━━━ SUPPLIED RECORDS

//! Update records and patch descriptors
//!
//! An [`UpdateRecord`] is what the metadata document remembers about one
//! update. At most two are live at once: the ready one, whose patch is fully
//! downloaded, and the downloading one, which is the next update being
//! fetched while the ready one waits.

use std::cmp::Ordering;
use std::fmt;
use std::path::PathBuf;

use chrono::{DateTime, Utc};
use serde::{Deserialize, Serialize};

use crate::error::{Result, UpdateError};
use crate::status::StatusToken;

/// Kind of patch: a full replacement or a delta against the installed build
#[derive(Debug, Clone, Copy, PartialEq, Eq, Hash, Serialize, Deserialize)]
#[serde(rename_all = "lowercase")]
pub enum PatchKind {
    Complete,
    Partial,
}

impl fmt::Display for PatchKind {
    fn fmt(&self, f: &mut fmt::Formatter<'_>) -> fmt::Result {
        match self {
            PatchKind::Complete => write!(f, "complete"),
            PatchKind::Partial => write!(f, "partial"),
        }
    }
}

/// Role an update record plays. Each role owns its own patch directory.
#[derive(Debug, Clone, Copy, PartialEq, Eq, Hash)]
pub enum MarRole {
    /// Fully downloaded, waiting to be staged or applied
    Ready,
    /// Being fetched
    Downloading,
}

impl MarRole {
    /// Directory name under the update root.
    pub fn dir_name(&self) -> &'static str {
        match self {
            MarRole::Ready => "patch",
            MarRole::Downloading => "downloading",
        }
    }
}

impl fmt::Display for MarRole {
    fn fmt(&self, f: &mut fmt::Formatter<'_>) -> fmt::Result {
        match self {
            MarRole::Ready => write!(f, "ready"),
            MarRole::Downloading => write!(f, "downloading"),
        }
    }
}

/// One patch of an update
#[derive(Debug, Clone, PartialEq, Eq, Serialize, Deserialize)]
pub struct PatchRecord {
    /// Where the patch is fetched from
    pub url: String,

    /// Complete or partial
    pub patch_kind: PatchKind,

    /// Phase of this patch, in the status token vocabulary
    pub state: StatusToken,

    /// Last known location of the mar file. Existence is checked against
    /// the role's directory, never taken from here.
    #[serde(default, skip_serializing_if = "Option::is_none")]
    pub mar_path: Option<PathBuf>,

    /// Expected size in bytes
    #[serde(default, skip_serializing_if = "Option::is_none")]
    pub size: Option<u64>,

    /// Expected SHA256 of the mar, hex encoded
    #[serde(default, skip_serializing_if = "Option::is_none")]
    pub sha256: Option<String>,

    /// Whether this is the patch being downloaded or applied
    #[serde(default)]
    pub selected: bool,
}

/// Result of the self-consistency check run before reconciliation.
#[derive(Debug, Clone, Copy, PartialEq, Eq)]
pub enum UpdateRecordValidity {
    Valid,
    /// The record's own stored state contradicts its role
    InvalidSelfState,
}

/// An update as remembered by the metadata document
#[derive(Debug, Clone, PartialEq, Eq, Serialize, Deserialize)]
pub struct UpdateRecord {
    /// Version the update installs
    pub target_version: String,

    /// Phase of the update, in the status token vocabulary
    pub state: StatusToken,

    /// Link to release notes
    #[serde(default, skip_serializing_if = "Option::is_none")]
    pub release_notes_uri: Option<String>,

    /// Patches offered for this update
    #[serde(default)]
    pub patches: Vec<PatchRecord>,

    /// Last time this record changed
    #[serde(default = "Utc::now")]
    pub updated_at: DateTime<Utc>,
}

impl UpdateRecord {
    /// The patch that is being downloaded or applied.
    pub fn selected_patch(&self) -> Option<&PatchRecord> {
        self.patches
            .iter()
            .find(|p| p.selected)
            .or_else(|| self.patches.first())
    }

    fn selected_patch_mut(&mut self) -> Option<&mut PatchRecord> {
        let index = self.patches.iter().position(|p| p.selected).unwrap_or(0);
        self.patches.get_mut(index)
    }

    /// Set the record state and the selected patch's state together.
    ///
    /// A no-op, timestamp included, when both already hold `state`.
    pub fn set_state(&mut self, state: StatusToken) {
        let unchanged = self.state == state
            && self
                .selected_patch()
                .map(|p| p.state == state)
                .unwrap_or(true);
        if unchanged {
            return;
        }
        if let Some(patch) = self.selected_patch_mut() {
            patch.state = state.clone();
        }
        self.state = state;
        self.updated_at = Utc::now();
    }

    /// Point the selected patch at its mar location.
    pub fn set_mar_path(&mut self, path: PathBuf) {
        if let Some(patch) = self.selected_patch_mut() {
            patch.mar_path = Some(path);
        }
    }

    /// Check the record against the role it was found in.
    ///
    /// A downloading record must say `downloading`. A ready record's state is
    /// rewritten during reconciliation, so only its shape is checked here.
    pub fn validity(&self, role: MarRole) -> UpdateRecordValidity {
        if self.patches.is_empty() {
            return UpdateRecordValidity::InvalidSelfState;
        }
        match role {
            MarRole::Downloading if self.state != StatusToken::Downloading => {
                UpdateRecordValidity::InvalidSelfState
            }
            _ => UpdateRecordValidity::Valid,
        }
    }

    /// Whether `self` installs a newer version than `other`.
    pub fn is_newer_than(&self, other: &UpdateRecord) -> bool {
        compare_versions(&self.target_version, &other.target_version) == Ordering::Greater
    }
}

/// A patch as offered by an update check
#[derive(Debug, Clone, PartialEq, Eq, Serialize, Deserialize)]
pub struct PatchDescriptor {
    pub url: String,
    pub patch_kind: PatchKind,
    #[serde(default)]
    pub size: Option<u64>,
    #[serde(default)]
    pub sha256: Option<String>,
}

/// An update as offered by an update check, before anything is persisted
#[derive(Debug, Clone, PartialEq, Eq, Serialize, Deserialize)]
pub struct UpdateDescriptor {
    pub target_version: String,
    #[serde(default)]
    pub release_notes_uri: Option<String>,
    pub patches: Vec<PatchDescriptor>,
}

impl UpdateDescriptor {
    /// Build the downloading record for this offer.
    ///
    /// A partial patch is preferred over a complete one when both are offered.
    pub fn into_downloading_record(self) -> Result<UpdateRecord> {
        if self.target_version.trim().is_empty() {
            return Err(UpdateError::InvalidDescriptor(
                "target version is empty".to_string(),
            ));
        }
        if self.patches.is_empty() {
            return Err(UpdateError::InvalidDescriptor(format!(
                "update {} offers no patches",
                self.target_version
            )));
        }

        let selected = self
            .patches
            .iter()
            .position(|p| p.patch_kind == PatchKind::Partial)
            .unwrap_or(0);

        let patches = self
            .patches
            .into_iter()
            .enumerate()
            .map(|(index, patch)| PatchRecord {
                url: patch.url,
                patch_kind: patch.patch_kind,
                state: if index == selected {
                    StatusToken::Downloading
                } else {
                    StatusToken::None
                },
                mar_path: None,
                size: patch.size,
                sha256: patch.sha256,
                selected: index == selected,
            })
            .collect();

        Ok(UpdateRecord {
            target_version: self.target_version,
            state: StatusToken::Downloading,
            release_notes_uri: self.release_notes_uri,
            patches,
            updated_at: Utc::now(),
        })
    }
}

/// Compare dotted version strings component by component.
///
/// Numeric components compare numerically; anything else compares as text.
/// Missing trailing components count as zero, so `1.0` equals `1.0.0`.
pub fn compare_versions(a: &str, b: &str) -> Ordering {
    let left: Vec<&str> = a.trim().split('.').collect();
    let right: Vec<&str> = b.trim().split('.').collect();

    for i in 0..left.len().max(right.len()) {
        let l = left.get(i).copied().unwrap_or("0");
        let r = right.get(i).copied().unwrap_or("0");
        let ordering = match (l.parse::<u64>(), r.parse::<u64>()) {
            (Ok(l), Ok(r)) => l.cmp(&r),
            _ => l.cmp(r),
        };
        if ordering != Ordering::Equal {
            return ordering;
        }
    }

    Ordering::Equal
}

#[cfg(test)]
mod tests {
    use super::*;

    fn descriptor(kinds: &[PatchKind]) -> UpdateDescriptor {
        UpdateDescriptor {
            target_version: "2.0.0".to_string(),
            release_notes_uri: None,
            patches: kinds
                .iter()
                .map(|kind| PatchDescriptor {
                    url: format!("https://updates.example.com/2.0.0-{}.mar", kind),
                    patch_kind: *kind,
                    size: None,
                    sha256: None,
                })
                .collect(),
        }
    }

    #[test]
    fn test_version_comparison() {
        assert_eq!(compare_versions("1.0.0", "0.9.9"), Ordering::Greater);
        assert_eq!(compare_versions("0.1.0", "0.0.99"), Ordering::Greater);
        assert_eq!(compare_versions("1.10", "1.9"), Ordering::Greater);
        assert_eq!(compare_versions("1.0", "1.0.0"), Ordering::Equal);
        assert_eq!(compare_versions("0.0.1", "0.0.2"), Ordering::Less);
    }

    #[test]
    fn test_partial_patch_preferred() {
        let record = descriptor(&[PatchKind::Complete, PatchKind::Partial])
            .into_downloading_record()
            .unwrap();

        let selected = record.selected_patch().unwrap();
        assert_eq!(selected.patch_kind, PatchKind::Partial);
        assert_eq!(selected.state, StatusToken::Downloading);
        assert_eq!(record.patches[0].state, StatusToken::None);
        assert_eq!(record.state, StatusToken::Downloading);
    }

    #[test]
    fn test_descriptor_without_patches_rejected() {
        let err = descriptor(&[]).into_downloading_record().unwrap_err();
        assert!(matches!(err, UpdateError::InvalidDescriptor(_)));
    }

    #[test]
    fn test_downloading_validity_checks_own_state() {
        let mut record = descriptor(&[PatchKind::Complete])
            .into_downloading_record()
            .unwrap();
        assert_eq!(record.validity(MarRole::Downloading), UpdateRecordValidity::Valid);

        record.state = StatusToken::None;
        assert_eq!(
            record.validity(MarRole::Downloading),
            UpdateRecordValidity::InvalidSelfState
        );
        // The ready role does not care about the stored state.
        assert_eq!(record.validity(MarRole::Ready), UpdateRecordValidity::Valid);
    }

    #[test]
    fn test_set_state_updates_selected_patch() {
        let mut record = descriptor(&[PatchKind::Complete, PatchKind::Partial])
            .into_downloading_record()
            .unwrap();
        record.set_state(StatusToken::Pending);

        assert_eq!(record.state, StatusToken::Pending);
        assert_eq!(record.patches[1].state, StatusToken::Pending);
        assert_eq!(record.patches[0].state, StatusToken::None);
    }
}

━━━━━━

◆ **TASK DIRECTIONS**:
Show every line above in which the word "copied" is found.

◆ **EXPECTED ANSWER**:
        let l = left.get(i).copied().unwrap_or("0");
        let r = right.get(i).copied().unwrap_or("0");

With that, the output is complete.